Music professor uses unique ability for choral conducting

Students marvel at WSU conductor’s synesthesia; instructor says travels teach culture, music on deeper level

Music+professor+Lori+Wiest+shares+her+passion+for+music+on+Tuesday+morning+in+Kimbrough+Music+Hall.

TAYLOR OLSON | THE DAILY EVERGREEN

Music professor Lori Wiest shares her passion for music on Tuesday morning in Kimbrough Music Hall.

EMMA LEDBETTER, Evergreen reporter

Lori Wiest may be a professor of music and director of choral activities, but her interests and involvements extend far beyond the WSU School of Music.

Wiest did not start her undergraduate career as a music major, but added it on to her chemistry track at the end of her sophomore year, she said. She later taught music and chemistry while she decided what she wanted to do.

“I was thinking about that, even as an undergrad in another institution, how important it was for people to make music, be a part of music, even when that wasn’t their particular degree,” Wiest said. “Just because you decide to make a degree in another direction, doesn’t mean you don’t have the talent to be a musician.”

Wiest said her parents were involved on several different directory boards in her small hometown, including the school board to the hospital board, and instilled the importance of this and this involvement was something they taught their children about.

“It was important that they pass that on to their children and that we be involved in our community,” Wiest said. “My community is WSU … I want to be investing in the students, in my music, in committees that I serve on because to me it’s really important that we are invested and don’t just take that for granted.”

During her 29 years at WSU, Wiest said she has held a lot of leadership roles including being an associate dean for the graduate school and the college of arts and sciences, as well as interim chair for the department of foreign languages and cultures. Both her analytical mindset and her music background helped her be successful in such positions, she said.

“I love that because I’m very organized and thoughtful about things, but I also love that the music part of me, the creative part, has made it less linear and more I see things as a big picture,” Wiest said.

Wiest said she is officially a vocalist and pianist, but her true passion is choral conducting.

“I love what can be the result of taking a composer’s work and bringing it to life, recreating what it is that they’ve envisioned and heard in their minds,” Wiest said.

Julie Wieck, associate professor of music and one of Wiest’s longtime friends, said Wiest is one of the best choral conductors she has ever worked with.
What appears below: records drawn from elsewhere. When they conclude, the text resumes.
pub mod conversion;
pub mod gateways;
pub mod persistence;
pub mod uow;

use std::sync::Arc;
use txn_core::bus::EventBus;
use txn_core::contracts::fx_converter::FxConverter;
use txn_core::idempotency::IdempotencyTracker;
use txn_core::wiring::{self, Dependencies};

use conversion::CurrencyConversionGateway;

/// Registers the core state machine's handlers plus the one collaborator
/// the core intentionally doesn't own: the currency conversion gateway.
pub fn register_all(
    bus: &EventBus,
    deps: &Dependencies,
    tracker: Arc<IdempotencyTracker>,
    fx_converter: Arc<dyn FxConverter>,
) {
    wiring::register_all(bus, deps, tracker);
    bus.register(
        "CurrencyConversion.Requested",
        Arc::new(CurrencyConversionGateway::new(fx_converter, bus.clone())),
    );
}
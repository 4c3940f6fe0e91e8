use std::env;

/// Process-level settings: the ambient `DATABASE_URL`/`HOST`/`PORT`
/// `main.rs` reads, plus the `CoreConfig` values the core itself
/// parameterizes idempotency and the fee engine with.
#[derive(Debug, Clone)]
pub struct Settings {
    pub database_url: String,
    pub host: String,
    pub port: u16,
    pub payment_provider_base_url: String,
    pub core: txn_core::config::CoreConfig,
}

impl Settings {
    pub fn from_env() -> Self {
        let database_url = env::var("DATABASE_URL").expect("DATABASE_URL must be set");
        let host = env::var("HOST").unwrap_or_else(|_| "127.0.0.1".to_string());
        let port = env::var("PORT")
            .ok()
            .and_then(|v| v.parse().ok())
            .unwrap_or(3000);
        let payment_provider_base_url = env::var("PAYMENT_PROVIDER_BASE_URL")
            .unwrap_or_else(|_| "https://api.stripe.com".to_string());

        Self {
            database_url,
            host,
            port,
            payment_provider_base_url,
            core: txn_core::config::CoreConfig::from_env(),
        }
    }

    pub fn addr(&self) -> String {
        format!("{}:{}", self.host, self.port)
    }
}
use crate::bus::Handler;
use crate::context::Context;
use crate::contracts::repository::{AccountUpdate, TransactionUpdate};
use crate::error::CoreError;
use crate::events::DomainEvent;
use crate::helpers::require;
use crate::uow::UnitOfWork;
use async_trait::async_trait;
use std::sync::Arc;

/// Applies a provider fee reported on `Fees.Calculated`. Accumulates onto
/// any fee already on the transaction, then debits the account by the new
/// fee alone (the old fee was already debited when it was recorded). Both
/// mutations happen in one UoW so a failure rolls back the whole thing.
pub struct HandleFeesCalculated {
    uow: Arc<dyn UnitOfWork>,
}

impl HandleFeesCalculated {
    pub fn new(uow: Arc<dyn UnitOfWork>) -> Self {
        Self { uow }
    }
}

#[async_trait]
impl Handler for HandleFeesCalculated {
    async fn handle(&self, _ctx: &Context, event: &DomainEvent) -> Result<(), CoreError> {
        let DomainEvent::FeesCalculated(e) = event else {
            return Err(CoreError::ProgrammerError(
                "HandleFeesCalculated received a non-Fees.Calculated event".to_string(),
            ));
        };

        let transaction_id = require(e.envelope.transaction_id, "transaction id on Fees.Calculated")?;
        let new_fee = e.fee;

        self.uow
            .do_in_scope(Box::new(move |scope| {
                Box::pin(async move {
                    let transactions = scope.transactions();
                    let tx = transactions
                        .get(transaction_id)
                        .await?
                        .ok_or_else(|| CoreError::NotFound(format!("transaction {transaction_id}")))?;

                    let total_fee = match tx.fee {
                        Some(existing) => {
                            if existing.currency() != new_fee.currency() {
                                return Err(CoreError::InvariantViolation(format!(
                                    "fee currency {} does not match existing fee currency {} on transaction {}",
                                    new_fee.currency(),
                                    existing.currency(),
                                    tx.id
                                )));
                            }
                            existing.add(&new_fee)?
                        }
                        None => new_fee,
                    };

                    transactions
                        .update(
                            tx.id,
                            TransactionUpdate {
                                fee: Some(Some(total_fee)),
                                ..Default::default()
                            },
                        )
                        .await?;

                    let accounts = scope.accounts();
                    let mut account = accounts
                        .get(tx.account_id)
                        .await?
                        .ok_or_else(|| CoreError::NotFound(format!("account {}", tx.account_id)))?;

                    if new_fee.currency() != account.currency {
                        return Err(CoreError::InvariantViolation(format!(
                            "fee currency {} does not match account currency {} on account {}",
                            new_fee.currency(),
                            account.currency,
                            account.id
                        )));
                    }

                    account.debit(&new_fee)?;

                    accounts
                        .update(
                            account.id,
                            AccountUpdate {
                                balance: Some(account.balance),
                                ..Default::default()
                            },
                        )
                        .await?;

                    Ok(())
                })
            }))
            .await
    }
}

#[cfg(test)]
mod tests {
    use super::*;
    use crate::entities::{Account, MoneySource, Transaction};
    use crate::events::{Envelope, FeesCalculated, FlowType};
    use crate::uow::in_memory::InMemoryUnitOfWork;
    use common::ids::{AccountId, UserId};
    use common::money::Money;

    fn account(balance: i64) -> Account {
        Account {
            id: AccountId::new(),
            user_id: UserId::new(),
            balance: Money::from_minor(balance, "USD").unwrap(),
            currency: "USD".to_string(),
            created_at: chrono::Utc::now(),
            updated_at: chrono::Utc::now(),
            stripe_connect_account_id: None,
        }
    }

    #[tokio::test]
    async fn accumulates_fee_and_debits_account_once() {
        let uow = InMemoryUnitOfWork::new();
        let acc = account(109_900);
        uow.seed_account(acc.clone()).await;

        let mut tx = Transaction::new(
            acc.user_id,
            acc.id,
            Money::from_minor(10_000, "USD").unwrap(),
            MoneySource::Card,
        );
        tx.fee = Some(Money::from_minor(100, "USD").unwrap());
        let tx_id = tx.id;
        uow.seed_transaction(tx).await;

        let handler = HandleFeesCalculated::new(Arc::new(uow.clone()));
        let envelope = Envelope::root(FlowType::Payment, acc.user_id, acc.id).with_transaction_id(tx_id);
        let event = DomainEvent::FeesCalculated(FeesCalculated {
            envelope,
            fee: Money::from_minor(50, "USD").unwrap(),
        });

        handler.handle(&Context::new(), &event).await.unwrap();

        let after = uow.get_account(acc.id).await.unwrap();
        assert_eq!(after.balance, Money::from_minor(109_850, "USD").unwrap());

        let tx_after = uow.get_transaction(tx_id).await.unwrap();
        assert_eq!(tx_after.fee, Some(Money::from_minor(150, "USD").unwrap()));
    }

    #[tokio::test]
    async fn mismatched_fee_currency_is_rejected() {
        let uow = InMemoryUnitOfWork::new();
        let acc = account(10_000);
        uow.seed_account(acc.clone()).await;

        let tx = Transaction::new(
            acc.user_id,
            acc.id,
            Money::from_minor(10_000, "USD").unwrap(),
            MoneySource::Card,
        );
        let tx_id = tx.id;
        uow.seed_transaction(tx).await;

        let handler = HandleFeesCalculated::new(Arc::new(uow.clone()));
        let envelope = Envelope::root(FlowType::Payment, acc.user_id, acc.id).with_transaction_id(tx_id);
        let event = DomainEvent::FeesCalculated(FeesCalculated {
            envelope,
            fee: Money::from_minor(50, "EUR").unwrap(),
        });

        let result = handler.handle(&Context::new(), &event).await;
        assert!(matches!(result, Err(CoreError::InvariantViolation(_))));
    }
}
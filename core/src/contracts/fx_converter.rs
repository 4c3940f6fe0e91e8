use crate::context::Context;
use crate::error::CoreError;
use async_trait::async_trait;
use common::money::Money;
use rust_decimal::Decimal;

#[derive(Debug, Clone)]
pub struct ConversionResult {
    pub original_amount: Money,
    pub converted_amount: Money,
    pub rate: Decimal,
}

/// External FX quoting/conversion service.
#[cfg_attr(test, mockall::automock)]
#[async_trait]
pub trait FxConverter: Send + Sync {
    async fn convert(
        &self,
        ctx: &Context,
        amount: Money,
        to: &str,
    ) -> Result<ConversionResult, CoreError>;

    async fn rate(&self, ctx: &Context, from: &str, to: &str) -> Result<Decimal, CoreError>;

    async fn is_supported(&self, from: &str, to: &str) -> bool;
}
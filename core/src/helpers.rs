use crate::contracts::repository::TransactionRepository;
use crate::entities::Transaction;
use crate::error::CoreError;
use common::ids::{PaymentId, TransactionId};
use std::sync::Arc;

/// Looks a transaction up by whichever identifier the caller has on hand:
/// the `transaction_id` carried through an in-flow event, or the
/// `payment_id` an asynchronous provider webhook supplies instead. Tries
/// `transaction_id` first since it's the cheaper, already-indexed path.
pub async fn find_transaction_by_payment_or_id(
    transactions: &Arc<dyn TransactionRepository>,
    transaction_id: Option<TransactionId>,
    payment_id: Option<PaymentId>,
) -> Result<Transaction, CoreError> {
    if let Some(id) = transaction_id {
        if let Some(tx) = transactions.get(id).await? {
            return Ok(tx);
        }
    }
    if let Some(payment_id) = payment_id {
        if let Some(tx) = transactions.get_by_payment_id(payment_id).await? {
            return Ok(tx);
        }
    }
    Err(CoreError::NotFound(format!(
        "transaction by id {transaction_id:?} or payment id {payment_id:?}"
    )))
}

/// Unwraps a value a handler expects an earlier stage to have populated.
/// A miss here means the event reached a stage it couldn't legitimately
/// reach without that value being set, i.e. a wiring bug rather than
/// something a caller could have triggered.
pub fn require<T>(value: Option<T>, what: &str) -> Result<T, CoreError> {
    value.ok_or_else(|| CoreError::ProgrammerError(format!("expected {what} to be set")))
}

#[cfg(test)]
mod tests {
    use super::*;

    #[test]
    fn require_turns_none_into_programmer_error() {
        let result: Result<u8, CoreError> = require(None, "payment id");
        assert!(matches!(result, Err(CoreError::ProgrammerError(_))));
    }

    #[test]
    fn require_passes_through_some() {
        assert_eq!(require(Some(5u8), "amount").unwrap(), 5);
    }
}
//! One handler type per state-machine stage, grouped by flow. Each
//! handler is registered on the bus for exactly one event type in
//! `wiring::register_all`, which also applies idempotency wrapping.

pub mod deposit;
pub mod fees;
pub mod payment;
pub mod transfer;
pub mod validation;
pub mod withdraw;

use crate::bus::EventBus;
use crate::context::Context;
use crate::error::CoreError;
use crate::events::{DomainEvent, Envelope, FlowType};

/// Builds the flow-appropriate `*.Failed` event for a stage that doesn't
/// know which flow it's serving except through the envelope it was handed.
pub(crate) fn failed_event_for(envelope: &Envelope, reason: String) -> DomainEvent {
    let envelope = envelope.next();
    match envelope.flow_type {
        FlowType::Deposit => DomainEvent::DepositFailed(crate::events::DepositFailed {
            envelope,
            reason,
        }),
        FlowType::Withdraw => DomainEvent::WithdrawFailed(crate::events::WithdrawFailed {
            envelope,
            reason,
        }),
        FlowType::Transfer => DomainEvent::TransferFailed(crate::events::TransferFailed {
            envelope,
            reason,
        }),
        FlowType::Payment => DomainEvent::PaymentFailed(crate::events::PaymentFailed {
            envelope,
            payment_id: None,
            reason,
        }),
    }
}

/// Applies the standard error-handling policy to a precondition failure
/// (a validation or domain-rule check that ran before any state change):
/// `InvalidRequest` emits the flow's Failed event and is swallowed,
/// `InvariantViolation` emits the Failed event but still propagates,
/// everything else (NotFound, Transient, Conflict, ProgrammerError)
/// propagates without emitting anything.
pub(crate) async fn handle_precondition_error(
    bus: &EventBus,
    ctx: &Context,
    envelope: &Envelope,
    err: CoreError,
) -> Result<(), CoreError> {
    match &err {
        CoreError::InvalidRequest(msg) => {
            bus.emit(ctx, failed_event_for(envelope, msg.clone())).await?;
            Ok(())
        }
        CoreError::InvariantViolation(msg) => {
            bus.emit(ctx, failed_event_for(envelope, msg.clone())).await?;
            Err(err)
        }
        _ => Err(err),
    }
}
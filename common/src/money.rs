use rust_decimal::Decimal;
use serde::{Deserialize, Serialize};
use std::collections::HashMap;
use std::fmt;
use thiserror::Error;

/// Three-letter ISO-4217-shaped currency code plus the metadata the core reads.
#[derive(Debug, Clone, PartialEq, Eq, Serialize, Deserialize)]
pub struct Currency {
    pub code: String,
    pub name: String,
    pub symbol: String,
    pub decimals: u32,
    pub active: bool,
}

#[derive(Error, Debug, PartialEq, Eq)]
pub enum MoneyError {
    #[error("invalid amount: {0}")]
    InvalidAmount(String),

    #[error("unknown currency: {0}")]
    UnknownCurrency(String),

    #[error("currency mismatch: {0} vs {1}")]
    CurrencyMismatch(String, String),

    #[error("overflow computing money amount")]
    Overflow,
}

/// Looks up currency metadata. The core consumes `code_is_valid`/`decimals`;
/// loading the registry from an external source (e.g. a CSV file) is out of
/// scope for this crate.
pub trait CurrencyRegistry: Send + Sync {
    fn get(&self, code: &str) -> Option<Currency>;

    fn code_is_valid(&self, code: &str) -> bool {
        self.get(code).map(|c| c.active).unwrap_or(false)
    }

    fn decimals(&self, code: &str) -> Result<u32, MoneyError> {
        self.get(code)
            .map(|c| c.decimals)
            .ok_or_else(|| MoneyError::UnknownCurrency(code.to_string()))
    }
}

/// In-memory registry seeded with the currencies exercised by the test suite.
/// Stands in for the CSV-backed loader the wider system uses, which is out
/// of scope here.
#[derive(Debug, Clone)]
pub struct StaticCurrencyRegistry {
    currencies: HashMap<String, Currency>,
}

impl StaticCurrencyRegistry {
    pub fn new() -> Self {
        let seed = [
            ("USD", "US Dollar", "$", 2),
            ("EUR", "Euro", "\u{20ac}", 2),
            ("GBP", "British Pound", "\u{a3}", 2),
            ("JPY", "Japanese Yen", "\u{a5}", 0),
        ];

        let currencies = seed
            .into_iter()
            .map(|(code, name, symbol, decimals)| {
                (
                    code.to_string(),
                    Currency {
                        code: code.to_string(),
                        name: name.to_string(),
                        symbol: symbol.to_string(),
                        decimals,
                        active: true,
                    },
                )
            })
            .collect();

        Self { currencies }
    }

    pub fn with_currency(mut self, currency: Currency) -> Self {
        self.currencies.insert(currency.code.clone(), currency);
        self
    }
}

impl Default for StaticCurrencyRegistry {
    fn default() -> Self {
        Self::new()
    }
}

impl CurrencyRegistry for StaticCurrencyRegistry {
    fn get(&self, code: &str) -> Option<Currency> {
        self.currencies.get(code).cloned()
    }
}

/// Immutable pair of (amount in smallest currency unit, currency code).
///
/// Arithmetic requires matching currencies and never rounds; only the
/// decimal-main-unit constructor rounds, using the currency's decimal count.
#[derive(Debug, Clone, Copy, Serialize, Deserialize)]
pub struct Money {
    amount: i64,
    currency: [u8; 3],
}

impl Money {
    /// Builds a `Money` from a main-unit decimal value (e.g. `dec!(19.99)`, "USD").
    pub fn new(
        main_units: Decimal,
        code: &str,
        registry: &dyn CurrencyRegistry,
    ) -> Result<Self, MoneyError> {
        let decimals = registry.decimals(code)?;
        let scale = 10i64.checked_pow(decimals).ok_or(MoneyError::Overflow)?;

        let scaled = main_units
            .checked_mul(Decimal::from(scale))
            .ok_or(MoneyError::Overflow)?;

        if scaled.fract() != Decimal::ZERO {
            return Err(MoneyError::InvalidAmount(format!(
                "{} has more precision than {} decimals",
                main_units, decimals
            )));
        }

        let minor: i64 = scaled
            .trunc()
            .try_into()
            .map_err(|_| MoneyError::Overflow)?;

        Ok(Self::from_minor(minor, code)?)
    }

    /// Builds a `Money` directly from an integer count of minor units.
    pub fn from_minor(amount: i64, code: &str) -> Result<Self, MoneyError> {
        let currency = code_bytes(code)?;
        Ok(Self { amount, currency })
    }

    pub fn zero(code: &str) -> Result<Self, MoneyError> {
        Self::from_minor(0, code)
    }

    pub fn amount(&self) -> i64 {
        self.amount
    }

    pub fn currency(&self) -> String {
        String::from_utf8_lossy(&self.currency).to_string()
    }

    /// Returns the value as a main-unit decimal, using `decimals` minor
    /// units per main unit (callers that need currency-aware scaling
    /// should look up the registry and call `amount_float_with_decimals`).
    pub fn amount_float(&self, decimals: u32) -> Decimal {
        let scale = 10i64.pow(decimals);
        Decimal::from(self.amount) / Decimal::from(scale)
    }

    pub fn is_zero(&self) -> bool {
        self.amount == 0
    }

    pub fn is_negative(&self) -> bool {
        self.amount < 0
    }

    pub fn add(&self, other: &Money) -> Result<Money, MoneyError> {
        self.require_same_currency(other)?;
        let amount = self
            .amount
            .checked_add(other.amount)
            .ok_or(MoneyError::Overflow)?;
        Ok(Money {
            amount,
            currency: self.currency,
        })
    }

    pub fn subtract(&self, other: &Money) -> Result<Money, MoneyError> {
        self.require_same_currency(other)?;
        let amount = self
            .amount
            .checked_sub(other.amount)
            .ok_or(MoneyError::Overflow)?;
        Ok(Money {
            amount,
            currency: self.currency,
        })
    }

    fn require_same_currency(&self, other: &Money) -> Result<(), MoneyError> {
        if self.currency != other.currency {
            return Err(MoneyError::CurrencyMismatch(
                self.currency(),
                other.currency(),
            ));
        }
        Ok(())
    }
}

impl PartialEq for Money {
    fn eq(&self, other: &Self) -> bool {
        self.amount == other.amount && self.currency == other.currency
    }
}
impl Eq for Money {}

impl fmt::Display for Money {
    fn fmt(&self, f: &mut fmt::Formatter<'_>) -> fmt::Result {
        write!(f, "{} {}", self.amount, self.currency())
    }
}

fn code_bytes(code: &str) -> Result<[u8; 3], MoneyError> {
    let upper = code.trim().to_uppercase();
    let bytes = upper.as_bytes();
    if bytes.len() != 3 || !bytes.iter().all(u8::is_ascii_alphabetic) {
        return Err(MoneyError::UnknownCurrency(code.to_string()));
    }
    Ok([bytes[0], bytes[1], bytes[2]])
}

#[cfg(test)]
mod tests {
    use super::*;
    use rust_decimal_macros::dec;

    #[test]
    fn add_then_subtract_is_identity() {
        let x = Money::from_minor(1_000, "USD").unwrap();
        let y = Money::from_minor(250, "USD").unwrap();
        assert_eq!(x.add(&y).unwrap().subtract(&y).unwrap(), x);
    }

    #[test]
    fn mismatched_currency_add_fails() {
        let x = Money::from_minor(1_000, "USD").unwrap();
        let y = Money::from_minor(250, "EUR").unwrap();
        assert!(matches!(
            x.add(&y),
            Err(MoneyError::CurrencyMismatch(_, _))
        ));
    }

    #[test]
    fn new_rounds_using_currency_decimals() {
        let registry = StaticCurrencyRegistry::new();
        let money = Money::new(dec!(19.99), "USD", &registry).unwrap();
        assert_eq!(money.amount(), 1999);

        let yen = Money::new(dec!(500), "JPY", &registry).unwrap();
        assert_eq!(yen.amount(), 500);
    }

    #[test]
    fn new_rejects_sub_minor_precision() {
        let registry = StaticCurrencyRegistry::new();
        let result = Money::new(dec!(19.999), "USD", &registry);
        assert!(matches!(result, Err(MoneyError::InvalidAmount(_))));
    }

    #[test]
    fn overflow_on_add_is_rejected() {
        let x = Money::from_minor(i64::MAX, "USD").unwrap();
        let y = Money::from_minor(1, "USD").unwrap();
        assert_eq!(x.add(&y), Err(MoneyError::Overflow));
    }

    #[test]
    fn unknown_currency_is_rejected() {
        let registry = StaticCurrencyRegistry::new();
        assert!(matches!(
            Money::new(dec!(10), "ZZZ", &registry),
            Err(MoneyError::UnknownCurrency(_))
        ));
    }
}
“She breaks form so that her gestures assist [singers’] vocal technique,” Wieck said. “[I think] they are honored to be able to sing under her.”

Wiest said her students find her funny because she has synesthesia, so when she hears certain instruments or sounds, she sees different colors.

“The students think that I’ll say, ‘Can you sing that more blue?’ and they’ll go, ‘What color blue? What’s the hue of blue?’” Wiest said. “I’ll go, ‘I would just like it to be less yellow.’”

Wieck said one of her favorite memories with Wiest was a 2016 trip to South Korea because she arranged for students to learn yoga and martial arts from Buddhist monks.

In addition to South Korea, Wieck has taken singers to Austria and Russia, among other countries. She said she loves opportunities for her students to not only make music but be immersed in other cultures while doing so.

“Our tours, yes, we are there because of the music,” Wiest said. “But it’s so much more than that.”